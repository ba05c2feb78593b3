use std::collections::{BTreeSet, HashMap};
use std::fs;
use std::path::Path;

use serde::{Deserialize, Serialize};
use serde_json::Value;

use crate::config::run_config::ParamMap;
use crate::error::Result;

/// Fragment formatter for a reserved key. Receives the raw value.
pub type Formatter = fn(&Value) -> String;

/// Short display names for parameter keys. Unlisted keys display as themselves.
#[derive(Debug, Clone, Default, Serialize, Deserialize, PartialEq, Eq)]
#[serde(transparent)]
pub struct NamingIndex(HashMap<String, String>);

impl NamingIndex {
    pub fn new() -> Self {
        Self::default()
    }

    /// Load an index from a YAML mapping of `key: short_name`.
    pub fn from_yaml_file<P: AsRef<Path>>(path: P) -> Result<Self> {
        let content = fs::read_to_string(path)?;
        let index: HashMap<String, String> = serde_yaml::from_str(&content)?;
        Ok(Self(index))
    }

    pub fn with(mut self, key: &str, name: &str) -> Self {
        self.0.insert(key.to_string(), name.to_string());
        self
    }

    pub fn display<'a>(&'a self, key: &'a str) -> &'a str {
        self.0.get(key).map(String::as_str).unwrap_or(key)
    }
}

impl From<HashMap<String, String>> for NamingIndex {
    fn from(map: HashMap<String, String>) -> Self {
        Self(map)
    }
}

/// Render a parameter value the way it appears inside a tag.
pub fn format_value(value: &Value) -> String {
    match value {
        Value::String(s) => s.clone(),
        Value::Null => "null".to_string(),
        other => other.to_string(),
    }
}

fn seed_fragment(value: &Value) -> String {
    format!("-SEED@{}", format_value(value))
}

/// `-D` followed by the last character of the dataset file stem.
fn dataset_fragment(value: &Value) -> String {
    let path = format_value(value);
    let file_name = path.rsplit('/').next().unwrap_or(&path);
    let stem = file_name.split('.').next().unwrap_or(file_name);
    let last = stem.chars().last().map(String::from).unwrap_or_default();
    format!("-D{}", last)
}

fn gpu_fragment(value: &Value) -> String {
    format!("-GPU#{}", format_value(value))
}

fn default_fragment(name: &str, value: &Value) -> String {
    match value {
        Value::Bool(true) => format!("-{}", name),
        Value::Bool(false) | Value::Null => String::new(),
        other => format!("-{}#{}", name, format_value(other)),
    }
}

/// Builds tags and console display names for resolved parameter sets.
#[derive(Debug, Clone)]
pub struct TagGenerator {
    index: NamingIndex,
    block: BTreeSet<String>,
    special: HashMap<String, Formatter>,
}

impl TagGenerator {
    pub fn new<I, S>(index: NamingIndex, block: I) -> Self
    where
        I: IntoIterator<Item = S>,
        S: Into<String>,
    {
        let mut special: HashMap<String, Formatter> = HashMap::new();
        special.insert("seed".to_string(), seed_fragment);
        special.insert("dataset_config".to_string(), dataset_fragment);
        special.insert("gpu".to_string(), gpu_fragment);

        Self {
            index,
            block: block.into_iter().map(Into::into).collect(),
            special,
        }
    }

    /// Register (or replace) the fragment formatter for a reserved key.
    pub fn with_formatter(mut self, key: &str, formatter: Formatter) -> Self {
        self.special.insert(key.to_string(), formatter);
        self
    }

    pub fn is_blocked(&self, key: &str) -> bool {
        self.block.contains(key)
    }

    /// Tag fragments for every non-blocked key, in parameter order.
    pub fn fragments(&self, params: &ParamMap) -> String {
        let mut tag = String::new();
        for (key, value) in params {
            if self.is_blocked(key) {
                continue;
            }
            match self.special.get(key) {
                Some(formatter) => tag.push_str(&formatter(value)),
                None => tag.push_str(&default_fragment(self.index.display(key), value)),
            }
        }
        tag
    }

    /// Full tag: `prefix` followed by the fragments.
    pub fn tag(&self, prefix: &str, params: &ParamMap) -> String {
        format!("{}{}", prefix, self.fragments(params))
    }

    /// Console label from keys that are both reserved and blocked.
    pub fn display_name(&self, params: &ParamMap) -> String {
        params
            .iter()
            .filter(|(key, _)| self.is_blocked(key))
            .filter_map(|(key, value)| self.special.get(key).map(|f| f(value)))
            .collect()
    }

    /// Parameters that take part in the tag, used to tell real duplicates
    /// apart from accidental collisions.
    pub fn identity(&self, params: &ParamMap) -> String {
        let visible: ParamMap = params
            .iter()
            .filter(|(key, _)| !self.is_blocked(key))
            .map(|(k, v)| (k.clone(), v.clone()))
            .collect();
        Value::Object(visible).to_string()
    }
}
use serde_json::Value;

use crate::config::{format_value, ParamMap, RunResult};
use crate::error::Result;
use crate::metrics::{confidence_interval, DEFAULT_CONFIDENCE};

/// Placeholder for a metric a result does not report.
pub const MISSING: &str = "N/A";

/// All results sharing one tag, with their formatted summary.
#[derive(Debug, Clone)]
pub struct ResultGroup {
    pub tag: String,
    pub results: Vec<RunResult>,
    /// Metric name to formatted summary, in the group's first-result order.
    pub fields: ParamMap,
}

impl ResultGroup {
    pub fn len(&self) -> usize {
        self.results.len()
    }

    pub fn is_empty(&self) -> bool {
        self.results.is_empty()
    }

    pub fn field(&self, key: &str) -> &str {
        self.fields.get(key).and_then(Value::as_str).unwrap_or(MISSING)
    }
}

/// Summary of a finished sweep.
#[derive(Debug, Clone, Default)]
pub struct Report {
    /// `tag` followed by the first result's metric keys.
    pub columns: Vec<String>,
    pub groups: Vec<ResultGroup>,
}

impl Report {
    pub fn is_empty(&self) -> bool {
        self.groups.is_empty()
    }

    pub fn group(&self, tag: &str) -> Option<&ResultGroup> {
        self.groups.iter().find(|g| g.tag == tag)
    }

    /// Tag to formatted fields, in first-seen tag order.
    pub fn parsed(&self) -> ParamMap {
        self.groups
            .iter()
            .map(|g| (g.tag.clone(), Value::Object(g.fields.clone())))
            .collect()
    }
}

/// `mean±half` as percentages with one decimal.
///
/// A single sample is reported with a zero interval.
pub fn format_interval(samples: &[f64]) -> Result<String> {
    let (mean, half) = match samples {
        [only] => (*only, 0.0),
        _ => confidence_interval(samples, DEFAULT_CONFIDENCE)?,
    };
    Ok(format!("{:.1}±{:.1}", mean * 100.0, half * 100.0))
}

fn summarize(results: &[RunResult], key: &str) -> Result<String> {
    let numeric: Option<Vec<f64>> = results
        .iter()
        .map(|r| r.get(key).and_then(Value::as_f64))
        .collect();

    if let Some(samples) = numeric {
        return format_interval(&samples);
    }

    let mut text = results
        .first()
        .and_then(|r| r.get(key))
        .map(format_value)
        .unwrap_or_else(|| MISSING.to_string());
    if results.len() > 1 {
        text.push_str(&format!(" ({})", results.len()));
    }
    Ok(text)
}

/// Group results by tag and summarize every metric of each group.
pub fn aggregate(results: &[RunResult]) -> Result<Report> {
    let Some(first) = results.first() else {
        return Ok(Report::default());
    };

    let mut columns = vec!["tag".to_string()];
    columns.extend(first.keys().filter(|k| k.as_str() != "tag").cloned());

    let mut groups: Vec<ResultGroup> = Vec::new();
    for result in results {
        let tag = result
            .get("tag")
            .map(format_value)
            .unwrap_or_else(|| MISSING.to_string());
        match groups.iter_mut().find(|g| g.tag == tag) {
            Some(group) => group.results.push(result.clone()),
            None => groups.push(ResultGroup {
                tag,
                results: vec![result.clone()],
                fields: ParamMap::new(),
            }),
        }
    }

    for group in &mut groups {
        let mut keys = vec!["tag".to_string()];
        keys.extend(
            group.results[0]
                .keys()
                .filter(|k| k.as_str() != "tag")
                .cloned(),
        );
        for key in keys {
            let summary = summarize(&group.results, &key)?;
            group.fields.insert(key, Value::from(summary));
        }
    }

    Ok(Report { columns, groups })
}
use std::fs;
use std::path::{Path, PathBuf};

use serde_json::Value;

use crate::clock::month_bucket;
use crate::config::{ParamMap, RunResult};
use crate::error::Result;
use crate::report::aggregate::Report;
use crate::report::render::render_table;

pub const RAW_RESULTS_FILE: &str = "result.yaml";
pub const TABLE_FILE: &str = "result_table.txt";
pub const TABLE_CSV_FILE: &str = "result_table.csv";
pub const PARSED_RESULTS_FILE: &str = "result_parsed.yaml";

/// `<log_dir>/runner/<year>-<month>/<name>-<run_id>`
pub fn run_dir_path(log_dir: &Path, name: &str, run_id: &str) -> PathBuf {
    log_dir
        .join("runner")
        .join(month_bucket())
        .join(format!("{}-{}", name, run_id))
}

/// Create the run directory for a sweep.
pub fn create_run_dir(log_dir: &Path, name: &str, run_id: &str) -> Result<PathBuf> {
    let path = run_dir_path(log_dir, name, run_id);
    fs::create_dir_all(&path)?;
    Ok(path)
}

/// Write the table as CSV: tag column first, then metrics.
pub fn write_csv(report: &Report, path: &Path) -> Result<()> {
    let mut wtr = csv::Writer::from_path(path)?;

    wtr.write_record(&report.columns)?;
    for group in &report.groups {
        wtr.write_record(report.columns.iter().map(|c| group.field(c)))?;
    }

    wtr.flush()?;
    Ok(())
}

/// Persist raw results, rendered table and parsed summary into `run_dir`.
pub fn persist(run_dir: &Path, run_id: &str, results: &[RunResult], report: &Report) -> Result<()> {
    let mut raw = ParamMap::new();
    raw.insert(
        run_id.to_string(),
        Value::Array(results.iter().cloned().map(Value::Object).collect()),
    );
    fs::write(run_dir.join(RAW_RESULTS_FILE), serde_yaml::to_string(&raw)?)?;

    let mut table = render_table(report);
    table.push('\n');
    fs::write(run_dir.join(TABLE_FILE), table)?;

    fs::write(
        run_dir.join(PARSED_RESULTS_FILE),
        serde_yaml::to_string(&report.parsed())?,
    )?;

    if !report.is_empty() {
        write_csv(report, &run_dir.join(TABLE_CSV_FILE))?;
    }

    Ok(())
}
━━━━━━━━━━━━━━━━━━━━
Copy each line of the listing that contains "ParamMap".

use crate::config::run_config::ParamMap;
    pub fn fragments(&self, params: &ParamMap) -> String {
    pub fn tag(&self, prefix: &str, params: &ParamMap) -> String {
    pub fn display_name(&self, params: &ParamMap) -> String {
    pub fn identity(&self, params: &ParamMap) -> String {
        let visible: ParamMap = params
use crate::config::{format_value, ParamMap, RunResult};
    pub fields: ParamMap,
    pub fn parsed(&self) -> ParamMap {
                fields: ParamMap::new(),
use crate::config::{ParamMap, RunResult};
    let mut raw = ParamMap::new();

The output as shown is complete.